### PROBLEM DETAILS
Please transcribe, exactly, the line that contains "fn name(&self) -> &str;" and every line after it to the end of the records, and nothing else.

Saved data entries
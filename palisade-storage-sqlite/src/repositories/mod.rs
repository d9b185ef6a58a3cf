//! SQLite implementations of the palisade repository traits.

pub mod attempt;
pub mod block;

pub use attempt::SqliteAttemptRepository;
pub use block::SqliteBlockRepository;
//! Versioned schema migrations for palisade storage backends.
//!
//! A backend defines its schema as a list of [`Migration`] trait objects and
//! applies them through a [`MigrationManager`], which records applied
//! versions in a tracking table so migrations run exactly once.

use async_trait::async_trait;
use sqlx::Database;
use thiserror::Error;

#[derive(Debug, Error)]
pub enum MigrationError {
    #[error("Migration failed: {0}")]
    Migration(String),
    #[error("Database error: {0}")]
    Database(#[from] sqlx::Error),
}

pub type Result<T> = std::result::Result<T, MigrationError>;

/// One reversible schema change.
#[async_trait]
pub trait Migration<DB: Database>: Send + Sync {
    /// Apply the schema change
    async fn up<'a>(&'a self, conn: &'a mut <DB as Database>::Connection) -> Result<()>;

    /// Undo the schema change
    async fn down<'a>(&'a self, conn: &'a mut <DB as Database>::Connection) -> Result<()>;

    /// Ordering key; migrations apply in ascending version order
    fn version(&self) -> i64;

    /// Name recorded in the tracking table
    fn name(&self) -> &str;
}

/// Applies and rolls back [`Migration`] lists against one backend.
#[async_trait]
pub trait MigrationManager<DB: Database>: Send + Sync {
    /// Table recording which versions have been applied
    fn migration_table_name(&self) -> &str {
        "_palisade_migrations"
    }

    /// Create the tracking table if missing
    async fn initialize(&self) -> Result<()>;

    /// Apply every migration not yet recorded
    async fn up(&self, migrations: &[Box<dyn Migration<DB>>]) -> Result<()>;

    /// Roll back every applied migration in the list
    async fn down(&self, migrations: &[Box<dyn Migration<DB>>]) -> Result<()>;

    /// Whether `version` has been applied
    async fn is_applied(&self, version: i64) -> Result<bool>;
}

### WRITTEN RESPONSE
    fn name(&self) -> &str;
}

/// Applies and rolls back [`Migration`] lists against one backend.
#[async_trait]
pub trait MigrationManager<DB: Database>: Send + Sync {
    /// Table recording which versions have been applied
    fn migration_table_name(&self) -> &str {
        "_palisade_migrations"
    }

    /// Create the tracking table if missing
    async fn initialize(&self) -> Result<()>;

    /// Apply every migration not yet recorded
    async fn up(&self, migrations: &[Box<dyn Migration<DB>>]) -> Result<()>;

    /// Roll back every applied migration in the list
    async fn down(&self, migrations: &[Box<dyn Migration<DB>>]) -> Result<()>;

    /// Whether `version` has been applied
    async fn is_applied(&self, version: i64) -> Result<bool>;
}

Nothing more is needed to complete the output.